- Leagues: BLNO
- Founded: 1963 (as Bærum BBK)
- Arena: Rykkinn Hall
- Location: Bærum, Norway
- Team colors: Light Blue and Dark Blue
- President: Knut Ola Staver
- Team manager: Johan Dolven
- Head coach: Pal Berg
- Championships: 4 Norwegian BLNO 1 Norwegian Cup
- Website: barumbasket.no
| Home | Away |

= Bærum Basket =

Bærum Basket, also known as Bærum Basket Bekkestua, is a professional basketball team based in Bærum, Norway, currently participating in the BLNO, Norway's premier basketball league. It is owned by Knut Ola Staver. The club was founded in the year of 1963 as Bærum Basketball Club, commonly referred to as simply Bærum BBK. Bærum is historically known to be one of the most successful teams in the BLNO, tied with Asker Aliens B.C. for the most league championships. Bærum Basket has won 4 BLNO league championships and 1 Norwegian Cup dating back to the creation of the BLNO league.

Some of the most prominent players that have been with Bærum Basket in recent years include: Stian Mjos, Keith Thompson, and Donald Oatis. These players have all been playing under the coaching of Pal Berg.

== History ==

=== Establishment ===
In the spring of 1963, Jan Petter Hansen— a physical education teacher at Valler Upper Secondary School— initiated the first official basketball club in the entire country of Norway, with the help of the Norwegian Confederation of Sports (NIF). Known as the Bærum Basketball Club, or the Bærum BBK, the club first consisted of eleven players.

=== Rise of Bærum BBK (1964–1978) ===
Bærum BBK earned its first prize in the spring of 1964, the "Fair Play Trophy", an inspiration that would start a whole new era in the entire club's history.

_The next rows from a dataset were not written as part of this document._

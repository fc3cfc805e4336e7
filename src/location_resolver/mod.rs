//! Location resolution
//!
//! Turns free text into candidate coordinates. A curated table of
//! well-known cities is consulted first; after that each geocoding
//! strategy is tried in order until one returns at least one match.
//! Resolution never fails: provider errors are logged and the next
//! strategy is tried, and an exhausted chain yields an empty list.

use std::time::{Duration, Instant};

use reqwest::Client;
use tracing::{debug, info, instrument, warn};

use crate::config::GeocodingConfig;
use crate::models::LocationMatch;
use crate::{ClimateWatchError, Result};

pub mod curated;
pub mod providers;

pub use curated::CuratedCity;
use providers::{DirectGeocodingResult, NominatimPlace};

/// One step in the geocoding chain
#[derive(Debug, Clone, Copy, PartialEq, Eq)]
pub enum GeocodingStrategy {
    /// OpenWeatherMap direct geocoding, skipped without an API key
    OpenWeatherDirect,
    /// Nominatim search with structured address details
    NominatimDetailed,
    /// Nominatim search without address details
    NominatimPlain,
}

impl GeocodingStrategy {
    /// Default order of the chain
    pub const CHAIN: [GeocodingStrategy; 3] = [
        GeocodingStrategy::OpenWeatherDirect,
        GeocodingStrategy::NominatimDetailed,
        GeocodingStrategy::NominatimPlain,
    ];

    #[must_use]
    pub fn name(self) -> &'static str {
        match self {
            GeocodingStrategy::OpenWeatherDirect => "openweather-direct",
            GeocodingStrategy::NominatimDetailed => "nominatim-detailed",
            GeocodingStrategy::NominatimPlain => "nominatim-plain",
        }
    }
}

/// Resolves text queries into geocoded matches
#[derive(Debug, Clone)]
pub struct LocationResolver {
    client: Client,
    openweather_url: String,
    nominatim_url: String,
    api_key: Option<String>,
    limit: u32,
    strategies: Vec<GeocodingStrategy>,
}

impl LocationResolver {
    /// Create a resolver using the full default chain
    pub fn new(config: &GeocodingConfig, api_key: Option<String>) -> Result<Self> {
        Self::with_strategies(config, api_key, GeocodingStrategy::CHAIN.to_vec())
    }

    /// Create a resolver with a custom strategy order
    pub fn with_strategies(
        config: &GeocodingConfig,
        api_key: Option<String>,
        strategies: Vec<GeocodingStrategy>,
    ) -> Result<Self> {
        let client = Client::builder()
            .timeout(Duration::from_secs(config.timeout_seconds.into()))
            .user_agent(config.user_agent.clone())
            .build()
            .map_err(|e| ClimateWatchError::config(format!("Failed to create HTTP client: {e}")))?;

        Ok(Self {
            client,
            openweather_url: config.openweather_url.trim_end_matches('/').to_string(),
            nominatim_url: config.nominatim_url.trim_end_matches('/').to_string(),
            api_key: api_key.filter(|key| !key.trim().is_empty()),
            limit: config.result_limit,
            strategies,
        })
    }

    #[must_use]
    pub fn strategies(&self) -> &[GeocodingStrategy] {
        &self.strategies
    }

    /// Resolve `query` into zero or more matches
    #[instrument(skip(self))]
    pub async fn resolve(&self, query: &str) -> Vec<LocationMatch> {
        let query = query.trim();
        if query.is_empty() {
            return Vec::new();
        }

        if let Some(city) = curated::find_in_query(query) {
            debug!("Curated match for '{}': {}", query, city.name);
            return vec![city.to_match()];
        }

        for strategy in &self.strategies {
            let start_time = Instant::now();
            match self.run_strategy(*strategy, query).await {
                Ok(matches) if !matches.is_empty() => {
                    info!(
                        "Resolved '{}' via {} in {:.3}s ({} matches)",
                        query,
                        strategy.name(),
                        start_time.elapsed().as_secs_f64(),
                        matches.len()
                    );
                    return matches;
                }
                Ok(_) => debug!("{} returned no matches for '{}'", strategy.name(), query),
                Err(e) => warn!("{} failed for '{}': {}", strategy.name(), query, e),
            }
        }

        info!("No geocoding results for '{}'", query);
        Vec::new()
    }

    /// Curated autocomplete candidates for a partially typed name
    #[must_use]
    pub fn suggest(&self, input: &str) -> Vec<LocationMatch> {
        curated::suggest(input)
            .into_iter()
            .map(CuratedCity::to_match)
            .collect()
    }

    async fn run_strategy(
        &self,
        strategy: GeocodingStrategy,
        query: &str,
    ) -> Result<Vec<LocationMatch>> {
        match strategy {
            GeocodingStrategy::OpenWeatherDirect => self.openweather_direct(query).await,
            GeocodingStrategy::NominatimDetailed => self.nominatim(query, true).await,
            GeocodingStrategy::NominatimPlain => self.nominatim(query, false).await,
        }
    }

    async fn openweather_direct(&self, query: &str) -> Result<Vec<LocationMatch>> {
        let Some(api_key) = self.api_key.as_deref() else {
            debug!("Skipping OpenWeatherMap geocoding: no API key configured");
            return Ok(Vec::new());
        };

        let url = format!(
            "{}/direct?q={}&limit={}&appid={}",
            self.openweather_url,
            urlencoding::encode(query),
            self.limit,
            api_key
        );
        let results: Vec<DirectGeocodingResult> = self.fetch_json(&url).await?;

        Ok(results
            .into_iter()
            .enumerate()
            .filter_map(|(index, result)| result.into_match(index, query))
            .collect())
    }

    async fn nominatim(&self, query: &str, address_details: bool) -> Result<Vec<LocationMatch>> {
        let mut url = format!(
            "{}/search?format=json&q={}&limit={}",
            self.nominatim_url,
            urlencoding::encode(query),
            self.limit
        );
        if address_details {
            url.push_str("&addressdetails=1");
        }
        let places: Vec<NominatimPlace> = self.fetch_json(&url).await?;

        Ok(places
            .into_iter()
            .enumerate()
            .filter_map(|(index, place)| place.into_match(index))
            .collect())
    }

    async fn fetch_json<T: serde::de::DeserializeOwned>(&self, url: &str) -> Result<T> {
        debug!(
            "Geocoding request URL: {}",
            url.split("&appid=").next().unwrap_or(url)
        );
        let response = self.client.get(url).send().await?;

        let status = response.status();
        if !status.is_success() {
            let body = response.text().await.unwrap_or_default();
            return Err(ClimateWatchError::api(
                status.as_u16(),
                format!("Geocoding provider returned {status}: {body}"),
            ));
        }

        Ok(response.json().await?)
    }
}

Interest in the sport rapidly increased in the Eikeli area of Bærum, giving the team more and more space for young talent on their roster due to the high recruitment rate.

This was also the period of time in which the club was seeing an increase in the number of Americans on the court, helping them win their first ever tournament, in this case the 1966 Coca-Cola Cup. The Coca-Cola Cup was an opening tournament that took place in the fall.

Bærum BBK's first league championship came in mid-1968, a period that is widely considered to be the club's first and greatest triumph. Toppling their chief rivals, OSI, with a score of 59-58, Aftenposten, Norway's largest newspaper, described the game as "the best basketball played in Norway."